And so NASA continually tried to find a way to get the space-station project out of stasis. During the mid-1970s some planners floated the intriguing idea that it might be possible to reuse the recently abandoned Skylab as the core of a more permanent station. Plans were mooted to send an early shuttle mission to Skylab with a rocket pack that could be used to push it out of its decaying orbit. Later missions would then have refurbished, repaired, and reactivated the station for habitation. Such plans were doomed, however, by delays in the shuttle program and by heavy sunspot activity that caused Skylab’s orbit to decay more quickly than anticipated. On July 11, 1979, Skylab crashed to Earth, raining debris down on Western Australia and causing NASA considerable embarrassment almost two more years before the eventual maiden flight of the Columbia.

The space-station project remained alive after that as a theoretically real thing, but generated little more than sketches and plans for which NASA could never seem to amass more than a fraction of the necessary funding.
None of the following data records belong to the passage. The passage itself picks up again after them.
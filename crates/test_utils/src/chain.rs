// Path: crates/test_utils/src/chain.rs

//! A minimal in-memory chain.

use range_api::chain::{ChainConfig, ChainReader};
use range_types::header::Header;
use range_types::H256;

/// A linear chain of headers with a fixed configuration.
#[derive(Debug, Clone, Default)]
pub struct TestChain {
    config: ChainConfig,
    headers: Vec<Header>,
}

impl TestChain {
    /// A chain with id 1 and empty-account deletion active from genesis.
    pub fn new() -> Self {
        Self {
            config: ChainConfig {
                chain_id: 1,
                eip158_block: Some(0),
            },
            headers: vec![Header::default()],
        }
    }

    /// Replaces the chain configuration.
    pub fn with_config(mut self, config: ChainConfig) -> Self {
        self.config = config;
        self
    }

    /// A child of the current head, with `coinbase` and a gas limit of 40M.
    pub fn next_header(&self, coinbase: range_types::Address) -> Header {
        let parent = self.headers.last().cloned().unwrap_or_default();
        Header {
            parent_hash: parent.hash(),
            coinbase,
            number: parent.number + 1,
            gas_limit: 40_000_000,
            time: parent.time + 60,
            ..Default::default()
        }
    }

    /// Appends `header` as the new head.
    pub fn push(&mut self, header: Header) {
        self.headers.push(header);
    }
}

impl ChainReader for TestChain {
    fn config(&self) -> &ChainConfig {
        &self.config
    }

    fn current_header(&self) -> Option<Header> {
        self.headers.last().cloned()
    }

    fn header_by_hash(&self, hash: &H256) -> Option<Header> {
        self.headers.iter().find(|h| h.hash() == *hash).cloned()
    }
}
In his January 1984 State of the Union Address, President Reagan gave the project a badly needed shot in the arm via a would-be Kennedy-esque pronouncement.
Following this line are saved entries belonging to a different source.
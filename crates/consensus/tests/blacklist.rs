// Path: crates/consensus/tests/blacklist.rs

mod common;

use common::{coins, Harness};
use range_api::execution::{ContractExecutor, ExecutionContext, ExecutionResult, GasPool};
use range_api::state::StateDatabase;
use range_api::transfer::{can_transfer, is_blacklisted, is_whitelisted};
use range_consensus::FinalizedLists;
use range_test_utils::{GovernanceEmulator, StateStore};
use range_types::config::EngineConfig;
use range_types::error::ExecutionError;
use range_types::transaction::Message;
use range_types::params::{
    BLACKLIST, SYSTEM_CONTRACTS, SYSTEM_FAUCET, TREASURY, TREASURY_V1, WHITELIST,
};
use range_types::{Address, U256};
use std::sync::Arc;

const ALICE: Address = Address::repeat_byte(0xa1);
const BOB: Address = Address::repeat_byte(0xb0);

fn drain(h: &mut Harness) -> FinalizedLists {
    h.engine
        .process_drainable(&h.chain, &h.header, &mut h.state, Vec::new(), Vec::new())
        .unwrap()
}

#[test]
fn accepted_proposal_freezes_the_target() {
    let mut h = Harness::new();
    h.fund(&ALICE, coins(50));
    h.blacklist(ALICE);
    assert!(!is_blacklisted(&h.state, &ALICE).unwrap());

    h.process_blacklists();
    assert!(is_blacklisted(&h.state, &ALICE).unwrap());
    assert!(!can_transfer(&h.state, &ALICE, coins(1)).unwrap());
    assert!(can_transfer(&h.state, &ALICE, U256::zero()).unwrap());
    assert!(!is_blacklisted(&h.state, &BOB).unwrap());
}

#[test]
fn whitelist_holds_exactly_the_system_contracts() {
    let mut h = Harness::new();
    h.process_blacklists();
    let entries = h.state.storage_entries(&WHITELIST).unwrap();
    assert_eq!(entries.len(), SYSTEM_CONTRACTS.len());
    for contract in SYSTEM_CONTRACTS.iter() {
        assert!(is_whitelisted(&h.state, contract).unwrap());
    }
    assert!(!is_whitelisted(&h.state, &ALICE).unwrap());
}

#[test]
fn rejected_proposal_unblocks() {
    let mut h = Harness::new();
    let proposal = h.blacklist(ALICE);
    h.process_blacklists();
    assert!(is_blacklisted(&h.state, &ALICE).unwrap());

    h.vote(proposal, false);
    h.process_blacklists();
    assert!(!is_blacklisted(&h.state, &ALICE).unwrap());
    assert!(h.state.storage_entries(&BLACKLIST).unwrap().is_empty());
}

#[test]
fn nothing_is_drained_without_a_drain_proposal() {
    let mut h = Harness::new();
    h.fund(&ALICE, coins(50));
    h.blacklist(ALICE);
    h.process_blacklists();

    let (txs, receipts) = drain(&mut h);
    assert!(txs.is_empty());
    assert!(receipts.is_empty());
    assert_eq!(h.balance(&ALICE), coins(50));
    assert_eq!(h.balance(&SYSTEM_FAUCET), U256::zero());
}

#[test]
fn drainable_balance_moves_to_treasury_once() {
    let mut h = Harness::new();
    h.fund(&ALICE, coins(50));
    h.blacklist(ALICE);
    h.process_blacklists();
    h.propose_drain(ALICE);
    let treasury_before = h.balance(&TREASURY);

    let (txs, receipts) = drain(&mut h);
    assert_eq!(txs.len(), 1);
    assert_eq!(receipts.len(), 1);
    let tx = &txs[0];
    assert_eq!(tx.consensus_sender(), Some(SYSTEM_FAUCET));
    assert_eq!(tx.to, Some(TREASURY));
    assert_eq!(tx.value, coins(50));
    assert!(!receipts[0].failed);
    assert_eq!(receipts[0].tx_hash, tx.hash());

    assert_eq!(h.balance(&ALICE), U256::zero());
    assert_eq!(h.balance(&TREASURY), treasury_before + coins(50));
    assert_eq!(h.balance(&SYSTEM_FAUCET), U256::zero());

    let (txs, receipts) = drain(&mut h);
    assert!(txs.is_empty());
    assert!(receipts.is_empty());
    assert_eq!(h.balance(&TREASURY), treasury_before + coins(50));
}

#[test]
fn drain_requires_the_mirrored_blacklist() {
    let mut h = Harness::new();
    h.fund(&ALICE, coins(50));
    h.blacklist(ALICE);
    h.process_blacklists();
    h.propose_drain(ALICE);

    // Clear the mirror; the registry still reports the address as drainable.
    h.state
        .cleanup_storage(&BLACKLIST, &Default::default())
        .unwrap();
    let (txs, _) = drain(&mut h);
    assert!(txs.is_empty());
    assert_eq!(h.balance(&ALICE), coins(50));
}

#[test]
fn whitelisted_contract_is_never_drained() {
    let mut h = Harness::new();
    h.fund(&TREASURY_V1, coins(500));
    h.blacklist(TREASURY_V1);
    h.process_blacklists();
    h.propose_drain(TREASURY_V1);
    assert!(is_blacklisted(&h.state, &TREASURY_V1).unwrap());

    let (txs, _) = drain(&mut h);
    assert!(txs.is_empty());
    assert_eq!(h.balance(&TREASURY_V1), coins(500));
}

#[test]
fn every_drained_address_gets_its_own_transaction() {
    let mut h = Harness::new();
    for (address, amount) in [(ALICE, 7), (BOB, 11)] {
        h.fund(&address, coins(amount));
        h.blacklist(address);
    }
    h.process_blacklists();
    h.propose_drain(ALICE);
    h.propose_drain(BOB);
    let treasury_before = h.balance(&TREASURY);

    let (txs, receipts) = drain(&mut h);
    assert_eq!(txs.len(), 2);
    assert_eq!(receipts.len(), 2);
    assert_ne!(txs[0].nonce, txs[1].nonce);
    let total = txs.iter().fold(U256::zero(), |acc, tx| acc + tx.value);
    assert_eq!(total, coins(18));
    assert_eq!(h.balance(&TREASURY), treasury_before + coins(18));
}

/// Rejects every plain value transfer into the Treasury.
struct RevertingTreasury(Arc<GovernanceEmulator>);

impl ContractExecutor for RevertingTreasury {
    fn apply_message(
        &self,
        msg: &Message,
        ctx: ExecutionContext<'_>,
        state: &mut dyn StateDatabase,
        gas_pool: &mut GasPool,
    ) -> Result<ExecutionResult, ExecutionError> {
        if msg.to == Some(TREASURY) && msg.data.is_empty() {
            let nonce = state.nonce(&msg.from)?;
            state.set_nonce(&msg.from, nonce + 1)?;
            return Ok(ExecutionResult {
                output: Vec::new(),
                gas_used: msg.gas,
                failed: true,
            });
        }
        self.0.apply_message(msg, ctx, state, gas_pool)
    }
}

#[test]
fn reverted_drain_keeps_the_balance() {
    let emulator = Arc::new(GovernanceEmulator::new().unwrap());
    let mut h = Harness::with_executor(
        EngineConfig::default(),
        emulator.clone(),
        Arc::new(RevertingTreasury(emulator)),
    );
    h.fund(&ALICE, coins(50));
    h.blacklist(ALICE);
    h.process_blacklists();
    h.propose_drain(ALICE);
    let treasury_before = h.balance(&TREASURY);

    let (txs, receipts) = drain(&mut h);
    assert_eq!(txs.len(), 1);
    assert!(receipts[0].failed);
    assert_eq!(h.balance(&ALICE), coins(50));
    assert_eq!(h.balance(&TREASURY), treasury_before);
    assert_eq!(h.balance(&SYSTEM_FAUCET), U256::zero());
}

#[test]
fn enforcement_survives_reference_and_dereference() {
    let mut h = Harness::new();
    let store = StateStore::new();
    h.fund(&ALICE, coins(5));
    h.fund(&BOB, coins(1));
    h.blacklist(ALICE);
    h.process_blacklists();
    let root = store.commit(&mut h.state);

    store.reference(&root).unwrap();
    h.state = store.open(&root).unwrap();
    h.process_blacklists();
    assert_eq!(store.commit(&mut h.state), root);
    assert!(!store.dereference(&root));
    assert!(!store.dereference(&root));
    assert!(store.contains(&root));

    let state = store.open(&root).unwrap();
    assert!(can_transfer(&state, &ALICE, U256::zero()).unwrap());
    assert!(!can_transfer(&state, &ALICE, U256::one()).unwrap());
    assert!(can_transfer(&state, &BOB, U256::one()).unwrap());

    assert!(store.dereference(&root));
    assert!(!store.contains(&root));
}

#[test]
fn whitelisted_contract_funded_later_is_not_drained() {
    let mut h = Harness::new();
    h.blacklist(TREASURY_V1);
    h.blacklist(ALICE);
    h.process_blacklists();
    h.propose_drain(TREASURY_V1);
    h.propose_drain(ALICE);
    h.fund(&TREASURY_V1, coins(500));
    h.fund(&ALICE, coins(3));

    let (txs, _) = drain(&mut h);
    assert_eq!(txs.len(), 1);
    assert_eq!(txs[0].value, coins(3));
    assert_eq!(h.balance(&ALICE), U256::zero());
    assert_eq!(h.balance(&TREASURY_V1), coins(500));
    assert!(is_blacklisted(&h.state, &TREASURY_V1).unwrap());
    assert!(can_transfer(&h.state, &TREASURY_V1, coins(500)).unwrap());
    assert!(!can_transfer(&h.state, &ALICE, U256::one()).unwrap());
}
Our next frontier [is] space. Nowhere do we so effectively demonstrate our technological leadership and ability to make life better on Earth. The Space Age is barely a quarter of a century old. But already we’ve pushed civilization forward with our advances in science and technology. Opportunities and jobs will multiply as we cross new thresholds of knowledge and reach deeper into the unknown.

Our progress in space — taking giant steps for all mankind — is a tribute to American teamwork and excellence. Our finest minds in government, industry, and academia have all pulled together. And we can be proud to say: We are first; we are the best; and we are so because we’re free.

America has always been greatest when we dared to be great. We can reach for greatness again. We can follow our dreams to distant stars, living and working in space for peaceful economic and scientific gain. Tonight, I am directing NASA to develop a permanently manned space station and to do it within a decade.

A space station will permit quantum leaps in our research in science, in communications, in metals, and in lifesaving medicines which could be manufactured only in space. We want our friends to help us meet these challenges and share in their benefits. NASA will invite other countries to participate so we can strengthen peace, build prosperity, and expand freedom for all who share our goals.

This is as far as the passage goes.